La société Rock Décorum reconnaît que depuis 2007, la société World Trade Stones était son fournisseur de calcaire portugais Rui Pedra. Cette dernière justifie par la production du contrat que depuis le 18 juin 2009, elle était le distributeur exclusif de cette pierre naturelle sur les marchés luxembourgeois et français du BTP. Cet élément est important pour l'appréciation de l'existence ou non d'actes de concurrence déloyale par la société World Trade Stones.

La société Rock Décorum reproche à Monsieur Stéphane M. de ne pas l'avoir informée de l'existence de cette exclusivité. Les appelantes répondent à cet argument en soutenant que la société Rock Décorum était parfaitement informée de cette situation et que d'ailleurs, elle avait obtenu l'exclusivité pour distribuer le calcaire portugais Rui Pedra sur le sud-est de la France. La société Rock Décorum conteste qu'elle ait eue une quelconque exclusivité de distribution pour ce matériau sur le sud-est.

Le grief du défaut d'information ne pourrait être formulé par la société Rock Décorum qu'à l'égard de son agent commercial, Monsieur Stéphane M., qui n'est pas dans la cause et non à l'égard de la société World Trade Stones.

Quant à savoir si la société Rock Décorum avait une exclusivité pour distribuer ce calcaire portugais sur le sud-est, l'attestation produite signée conjointement par la société Rui Pedra et la société World Trade Stones, est sans emport dans la mesure où personne ne peut se fournir une preuve à soi-même. En la matière, eu égard aux conséquences financières qu'entraîne une convention de distribution exclusive, les professionnels formalisent systématiquement leur accord par un écrit. En l'absence d'une telle convention, les appelantes échouent à démontrer que la société Rock Décorum bénéficiait d'une exclusivité de distribution pour ce calcaire portugais.

La société Rock Décorum reproche aussi à Monsieur Stéphane M. de ne pas l'avoir informée de ce que cette société World Trade Stones était sa concurrente, ce qu'elle qualifie de manœuvre dolosive.

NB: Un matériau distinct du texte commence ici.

#[cfg(test)]
mod test {
    use super::*;
    use ipa::api::IpaCmd;
    use ipa::api::RuleHdl;
    use ipa_test_utils::FakeDriver;
    use ipa_test_utils::FltScope;
    use ipa_test_utils::TransportError;
    use ipa_test_utils::manager;

    const FILE: &str = r#"
        [hw]
        type = "4.5"

        [[route]]
        table = "lan"
        ip = "v4"
        dst = "APPS_LAN_CONS"
        match = { dst = "192.168.1.0/24" }

        [[filter]]
        table = "USB_PROD"
        ip = "v4"
        rt_tbl = "lan"
        match = { proto = 6, dst_port = 443 }

        [[filter]]
        table = "USB_PROD"
        ip = "v4"
        pos = "prev"
        rt_tbl = "lan"
        rule_id = 7
        match = { proto = 17, dst_ports = [5000, 6000] }
    "#;

    #[test]
    fn parse_and_apply() {
        let file = RuleFile::parse(FILE).unwrap();
        assert_eq!(file.routes.len(), 1);
        assert_eq!(file.filters.len(), 2);
        let caps = file.caps(|| bail!("device not needed")).unwrap();
        assert_eq!(caps, HwCaps::for_hw(HwType::V4_5));

        let drv = FakeDriver::default();
        let mut mgr = manager(&drv);
        let report = apply(&mut mgr, &file, true).unwrap();
        assert_eq!(report.bound.len(), 3);
        assert!(report.failed.is_empty());

        let lan = drv.rt_order(IpType::V4, "lan", false);
        assert_eq!(lan.len(), 1);

        let usb = drv.flt_order(
            IpType::V4,
            FltScope::Ep(Client::UsbProd),
            false,
        );
        let want: Vec<RuleHdl> =
            report.bound[1..].iter().map(|(_, h)| *h).collect();
        assert_eq!(usb, want);

        let Some(Rule::Flt(r)) = mgr.entry(usb[1]).map(|e| e.rule.clone())
        else {
            panic!("second filter missing");
        };
        assert_eq!(r.opts.rule_id, 7);

        // One lookup for the table both filters name, sent after the
        // route that creates it, and released again.
        let cmds = drv.cmds();
        let rt_add = cmds
            .iter()
            .position(|c| {
                matches!(c, IpaCmd::AddRtRuleExt | IpaCmd::AddRtRuleExtV2)
            })
            .unwrap();
        let gets: Vec<usize> = cmds
            .iter()
            .enumerate()
            .filter(|(_, c)| **c == IpaCmd::GetRtTbl)
            .map(|(i, _)| i)
            .collect();
        assert_eq!(gets.len(), 1);
        assert!(gets[0] > rt_add);
        assert_eq!(cmds.iter().filter(|c| **c == IpaCmd::PutRtTbl).count(), 1);
        assert_eq!(drv.rt_tbl_refs(IpType::V4, "lan"), Some(0));

        let lan_hdl = mgr.rt_tbl_hdl(IpType::V4, "lan").unwrap();
        mgr.put_rt_tbl(lan_hdl).unwrap();
        assert_eq!(r.rt_tbl, RtTblRef::Hdl(lan_hdl));
    }

    const LAN_ROUTE: &str = r#"
        [[route]]
        table = "lan"
        ip = "v4"
        dst = "APPS_LAN_CONS"

        [[filter]]
        table = "USB_PROD"
        ip = "v4"
        rt_tbl = "lan"
    "#;

    #[test]
    fn unknown_table_releases_references() {
        let text = format!(
            "{LAN_ROUTE}\n[[filter]]\ntable = \"USB_PROD\"\n\
             ip = \"v4\"\nrt_tbl = \"nowhere\"\n"
        );
        let file = RuleFile::parse(&text).unwrap();
        let drv = FakeDriver::default();
        let mut mgr = manager(&drv);

        let err = apply(&mut mgr, &file, true).unwrap_err();
        assert!(format!("{err:#}").contains("nowhere"));
        assert_eq!(drv.rt_tbl_refs(IpType::V4, "lan"), Some(0));
        assert!(mgr.staged().is_empty());
        assert!(
            drv.flt_order(IpType::V4, FltScope::Ep(Client::UsbProd), false)
                .is_empty()
        );
    }

    #[test]
    fn filter_errors_release_references() {
        let text = format!(
            "{LAN_ROUTE}\n[[filter]]\ntable = \"APPS_LAN_CONS\"\n\
             ip = \"v4\"\nrt_tbl = \"lan\"\n"
        );
        let file = RuleFile::parse(&text).unwrap();
        let drv = FakeDriver::default();
        let mut mgr = manager(&drv);

        let err = apply(&mut mgr, &file, true).unwrap_err();
        assert!(format!("{err:#}").contains("filter #1"));
        assert_eq!(drv.rt_tbl_refs(IpType::V4, "lan"), Some(0));
        assert!(mgr.staged().is_empty());
        // Only the route went in.
        assert_eq!(drv.rule_count(), 1);

        // A failed filter commit releases the reference too.
        let file = RuleFile::parse(LAN_ROUTE).unwrap();
        let drv = FakeDriver::default();
        apply(&mut manager(&drv), &file, false).unwrap();
        let flt_add = drv
            .cmds()
            .iter()
            .position(|c| {
                matches!(c, IpaCmd::AddFltRule | IpaCmd::AddFltRuleV2)
            })
            .unwrap();

        let drv = FakeDriver::default();
        let mut mgr = manager(&drv);
        let errno = TransportError::Ioctl {
            cmd: IpaCmd::AddFltRule,
            errno: libc::ENOMEM,
        };
        drv.fail_call(flt_add, errno);
        assert!(apply(&mut mgr, &file, true).is_err());
        assert_eq!(drv.rt_tbl_refs(IpType::V4, "lan"), Some(0));
    }

    #[test]
    fn dry_run_sends_nothing() {
        let text = format!(
            "{LAN_ROUTE}\n[[filter]]\ntable = \"USB_PROD\"\n\
             ip = \"v4\"\nrt_tbl = \"{DFLT_RT_TBL_NAME}\"\n"
        );
        let file = RuleFile::parse(&text).unwrap();
        let drv = FakeDriver::default();
        let mut mgr = manager(&drv);

        // The filter on "lan" needs the route to be committed first.
        let err = dry_run(&mut mgr, &file).unwrap_err();
        assert!(format!("{err:#}").contains("\"lan\""));
        assert!(mgr.staged().is_empty());

        let text = text.replacen("rt_tbl = \"lan\"", "", 1);
        let file = RuleFile::parse(&text).unwrap();
        let staged = dry_run(&mut mgr, &file).unwrap();
        assert_eq!(staged.len(), 3);
        assert_eq!(staged[0].table.set, TableSet::Routing("lan".into()));
        assert!(mgr.staged().is_empty());
        assert!(drv.add_calls().is_empty());
        assert_eq!(drv.rt_tbl_refs(IpType::V4, DFLT_RT_TBL_NAME), Some(0));
        assert_eq!(drv.rt_tbl_refs(IpType::V4, "lan"), None);
    }

    #[test]
    fn bad_entries_are_rejected() {
        let bad_pos = r#"
            [[filter]]
            table = "global"
            ip = "v4"
            pos = "prev"
        "#;
        let file = RuleFile::parse(bad_pos).unwrap();
        let drv = FakeDriver::default();
        let tbls = RtTbls::new();
        let err =
            stage_filters(&mut manager(&drv), &file, &tbls).unwrap_err();
        assert!(format!("{err:#}").contains("filter #0"));

        let cons_table = r#"
            [[filter]]
            table = "APPS_LAN_CONS"
            ip = "v4"
        "#;
        let file = RuleFile::parse(cons_table).unwrap();
        assert!(stage_filters(&mut manager(&drv), &file, &tbls).is_err());

        assert!(RuleFile::parse("[[filter]]\nip = \"v4\"\n").is_err());

        // Handles from another process's tables cannot be anchored on.
        let after =
            "[[filter]]\ntable = \"USB_PROD\"\nip = \"v4\"\nafter = 5\n";
        assert!(RuleFile::parse(after).is_err());

        let backwards =
            MatchSpec { dst_ports: Some([6000, 5000]), ..Default::default() };
        assert!(backwards.to_attrib().is_err());
    }

    #[test]
    fn explicit_caps_win() {
        let file = RuleFile::parse(
            "[hw]\ntype = \"4.5\"\ncaps = { meq32 = 9, stats = false }\n",
        )
        .unwrap();
        let caps = file.caps(|| bail!("device not needed")).unwrap();
        assert_eq!(caps.meq32, 2);
        assert!(!caps.stats);
    }
}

Mais ce grief ne pourrait être adressé, encore une fois, qu'à Monsieur Stéphane M., qui n'est pas dans la cause, et non à la société World Trade Stones.

La société Rock Décorum explique ensuite que Monsieur M. et la société World Trade Stones auraient entretenu une confusion dans la mesure où Monsieur M. aurait distribué la plaquette de la société World Trade Stones accompagnée de sa carte de visite Rock Décorum.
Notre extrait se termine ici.